The United States President, Donald Trump may have lost the November 2020 elections to Vice President Joe Biden but the incumbent’s slogan ‘Make America Great Again’ (MAGA) still resonates among diehard fans and its gaining more grounds.
Moguldom.com reports that the Karens, a meme used to denote a specific type of middle-class white woman, who exhibits behaviours that stem from privilege, came out in full force for Donald Trump. Some are finding this figure disturbing.
“More than 2016 after all that Donald Trump has done, all the misery he has caused, all the racism he has aroused, all the immigrant families he has destroyed, all the people who have left this life because of his mismanagement of a pandemic, still roughly half of the country voted to extend this horror show,” political commentator Charles M. Blow wrote in an opinion piece for the New York Times.
“Let me be specific and explicit here,” Blow added. “White people — both men and women — were the only group in which a majority voted for Trump, according to exit polls.

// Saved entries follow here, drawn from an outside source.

//! Step results, the per-job ledger, and job/stage reports.

use crate::Error;
use crate::ids::{JobId, RunId, StepId};
use chrono::{DateTime, Utc};
use serde::{Deserialize, Serialize};
use std::collections::{BTreeMap, VecDeque};

#[derive(Debug, Clone, Copy, PartialEq, Eq, Serialize, Deserialize)]
#[serde(rename_all = "snake_case")]
pub enum StepOutcome {
    Success,
    Failure,
    Skipped,
}

/// Conclusion may diverge from outcome under continue-on-error.
#[derive(Debug, Clone, Copy, PartialEq, Eq, Serialize, Deserialize)]
#[serde(rename_all = "snake_case")]
pub enum StepConclusion {
    Success,
    Failure,
    Skipped,
}

/// Bounded tail of a step's output, kept for failure reports.
#[derive(Debug, Clone, Default, PartialEq, Serialize, Deserialize)]
pub struct OutputCapture {
    lines: VecDeque<String>,
    limit: usize,
    total_lines: u64,
}

impl OutputCapture {
    pub fn with_limit(limit: usize) -> Self {
        Self {
            lines: VecDeque::new(),
            limit,
            total_lines: 0,
        }
    }

    pub fn push(&mut self, line: impl Into<String>) {
        self.total_lines += 1;
        if self.limit == 0 {
            return;
        }
        if self.lines.len() == self.limit {
            self.lines.pop_front();
        }
        self.lines.push_back(line.into());
    }

    pub fn lines(&self) -> impl Iterator<Item = &str> {
        self.lines.iter().map(String::as_str)
    }

    pub fn total_lines(&self) -> u64 {
        self.total_lines
    }

    pub fn is_truncated(&self) -> bool {
        self.total_lines > self.lines.len() as u64
    }
}

#[derive(Debug, Clone, PartialEq, Serialize, Deserialize)]
pub struct StepRecord {
    pub step_id: StepId,
    pub name: String,
    pub outcome: StepOutcome,
    pub conclusion: StepConclusion,
    pub exit_code: Option<i32>,
    pub error: Option<String>,
    #[serde(default)]
    pub failure: Option<StepFailureKind>,
    pub duration_ms: u64,
    pub outputs: BTreeMap<String, String>,
    pub output: OutputCapture,
    /// Child records of a composite step, in execution order.
    pub children: Vec<StepRecord>,
    pub completed_at: DateTime<Utc>,
}

impl StepRecord {
    pub fn skipped(step_id: StepId, name: impl Into<String>) -> Self {
        Self {
            step_id,
            name: name.into(),
            outcome: StepOutcome::Skipped,
            conclusion: StepConclusion::Skipped,
            exit_code: None,
            error: None,
            failure: None,
            duration_ms: 0,
            outputs: BTreeMap::new(),
            output: OutputCapture::default(),
            children: Vec::new(),
            completed_at: Utc::now(),
        }
    }

    /// Whether this record stops the job.
    pub fn is_blocking_failure(&self) -> bool {
        self.conclusion == StepConclusion::Failure
    }
}

/// Why a step failed.
#[derive(Debug, Clone, Copy, PartialEq, Eq, Serialize, Deserialize)]
#[serde(rename_all = "snake_case")]
pub enum StepFailureKind {
    /// The command ran and exited nonzero.
    Exit,
    Timeout,
    /// The channel broke before an exit status arrived.
    Channel,
    Cancelled,
    /// A child of a composite step failed.
    Child,
    /// The step never got to run its command, e.g. an action that could
    /// not be expanded.
    Setup,
}

impl StepFailureKind {
    pub fn of(error: &Error) -> Self {
        match error {
            Error::StepFailed { .. } => StepFailureKind::Exit,
            Error::StepTimeout { .. } => StepFailureKind::Timeout,
            Error::Channel(_) | Error::SandboxNotReady(_) => StepFailureKind::Channel,
            Error::Cancelled { .. } => StepFailureKind::Cancelled,
            _ => StepFailureKind::Setup,
        }
    }
}

/// Append-only ledger of step records for one job.
#[derive(Debug, Clone, Default, Serialize, Deserialize)]
pub struct ResultLedger {
    records: Vec<StepRecord>,
}

impl ResultLedger {
    pub fn new() -> Self {
        Self::default()
    }

    pub fn append(&mut self, record: StepRecord) {
        self.records.push(record);
    }

    pub fn records(&self) -> &[StepRecord] {
        &self.records
    }

    pub fn len(&self) -> usize {
        self.records.len()
    }

    pub fn is_empty(&self) -> bool {
        self.records.is_empty()
    }

    pub fn outcomes(&self) -> Vec<StepOutcome> {
        self.records.iter().map(|r| r.outcome).collect()
    }

    /// First record whose conclusion is a failure.
    pub fn first_failure(&self) -> Option<&StepRecord> {
        self.records.iter().find(|r| r.is_blocking_failure())
    }
}

#[derive(Debug, Clone, Copy, PartialEq, Eq, Serialize, Deserialize)]
#[serde(rename_all = "snake_case")]
pub enum JobStatus {
    Success,
    Failure,
    Cancelled,
    Skipped,
}

impl JobStatus {
    pub fn is_success(&self) -> bool {
        matches!(self, JobStatus::Success)
    }
}

/// Why a job did not succeed.
#[derive(Debug, Clone, PartialEq, Serialize, Deserialize)]
#[serde(tag = "kind", rename_all = "snake_case")]
pub enum JobFailure {
    /// Rejected before anything was created.
    Config { message: String },
    /// Sandbox rejected by cluster admission.
    Admission { message: String },
    /// Sandbox never became ready.
    Readiness { message: String },
    /// A step failed without continue-on-error.
    Step {
        step_id: StepId,
        exit_code: Option<i32>,
        message: String,
    },
    Cancelled { reason: String },
    Internal { message: String },
}

impl JobFailure {
    pub fn message(&self) -> &str {
        match self {
            JobFailure::Config { message }
            | JobFailure::Admission { message }
            | JobFailure::Readiness { message }
            | JobFailure::Step { message, .. }
            | JobFailure::Internal { message } => message,
            JobFailure::Cancelled { reason } => reason,
        }
    }
}

#[derive(Debug, Clone, Serialize, Deserialize)]
pub struct JobReport {
    pub job_id: JobId,
    pub name: String,
    pub status: JobStatus,
    pub failure: Option<JobFailure>,
    pub ledger: ResultLedger,
    pub sandbox: Option<String>,
    /// Tail of each service unit's log, captured on failure.
    pub service_logs: BTreeMap<String, Vec<String>>,
    pub started_at: DateTime<Utc>,
    pub completed_at: DateTime<Utc>,
    pub duration_ms: u64,
}

impl JobReport {
    /// Report for a job that never started.
    pub fn not_started(job_id: JobId, name: impl Into<String>, status: JobStatus) -> Self {
        let now = Utc::now();
        let failure = match status {
            JobStatus::Cancelled => Some(JobFailure::Cancelled {
                reason: "cancelled before start".to_string(),
            }),
            _ => None,
        };
        Self {
            job_id,
            name: name.into(),
            status,
            failure,
            ledger: ResultLedger::new(),
            sandbox: None,
            service_logs: BTreeMap::new(),
            started_at: now,
            completed_at: now,
            duration_ms: 0,
        }
    }

    /// Process-style exit code for the job.
    pub fn exit_code(&self) -> i32 {
        match (&self.status, &self.failure) {
            (JobStatus::Success | JobStatus::Skipped, _) => 0,
            (JobStatus::Cancelled, _) => 130,
            (_, Some(JobFailure::Step { .. })) => 1,
            _ => 2,
        }
    }

    pub fn failed_step(&self) -> Option<&StepRecord> {
        self.ledger.first_failure()
    }
}

#[derive(Debug, Clone, Serialize, Deserialize)]
pub struct StageReport {
    pub name: String,
    pub jobs: Vec<JobReport>,
    pub skipped: bool,
}

impl StageReport {
    pub fn is_success(&self) -> bool {
        self.jobs.iter().all(|j| j.status.is_success())
    }
}

#[derive(Debug, Clone, Serialize, Deserialize)]
pub struct RunReport {
    pub run_id: RunId,
    pub stages: Vec<StageReport>,
    pub duration_ms: u64,
}

impl RunReport {
    pub fn is_success(&self) -> bool {
        self.stages.iter().all(StageReport::is_success)
    }

    pub fn jobs(&self) -> impl Iterator<Item = &JobReport> {
        self.stages.iter().flat_map(|s| s.jobs.iter())
    }

    /// Highest job exit code, 0 when everything passed.
    pub fn exit_code(&self) -> i32 {
        self.jobs().map(JobReport::exit_code).max().unwrap_or(0)
    }
}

To be exact, nearly three out of every five white voters in America are Trump voters.”
British-Nigerian women’s rights activist and campaigner Seyi Akiwowo tweeted along with a graph of the exit polls, “52% of white women voted for Trump in 2016 and New York Times exit polls predict this to be 55% in 2020.”
She got many replies.
“I’m disappointed by what these figures suggest about white women… but given everything that’s happened this year, I’m absolutely astonished by the suggestion that 18% (nearly a fifth) of black men voted for Trump. I definitely didn’t see that coming,” one user tweeted.
Another posted, “Let’s not lament white women for voting their interest. We need to address 18% Black men and 8% Black women voting Trump(and counting). Both are increases.”
Some wonder why white women would increasingly vote for Trump considering he is anti-abortion and has publicly made sexist comments. Perhaps it’s because he has positioned himself as the “defender of white America.” However, when it comes to making a choice between pro-feminist or pro-white, it seems that race is more important.
“The triumph of President-elect Donald Trump represents the failure of many things. One of them is white feminism,” Black feminist author Tamara Winfrey Harris wrote on bitchmedia.org after the election.
White feminists have had a complex relationship with race. Suffragette Susan B. Anthony, who fought for women’s voting rights in the late 19th century, called Black men “ignorant” and “along with other first-wave feminists, vehemently opposed the 15th Amendment which (on paper) gave the vote to Black men,” the Undefeated reported.
Besides white women, a larger percentage of every racial minority voted for Trump this year than in 2016. His votes grew among both Black men and Black women.
Black people voted overwhelmingly for Democratic candidates. Only 3- or 4 percent of Black women voted for the Republican candidate in 2008, 2012 and 2016. Yet Trump doubled that number this year, winning 8 percent of Black women’s votes, Blow wrote.
Black men, who as a whole have been moving away from the Democrats over the years, increased their votes for Trump this year to 18 percent.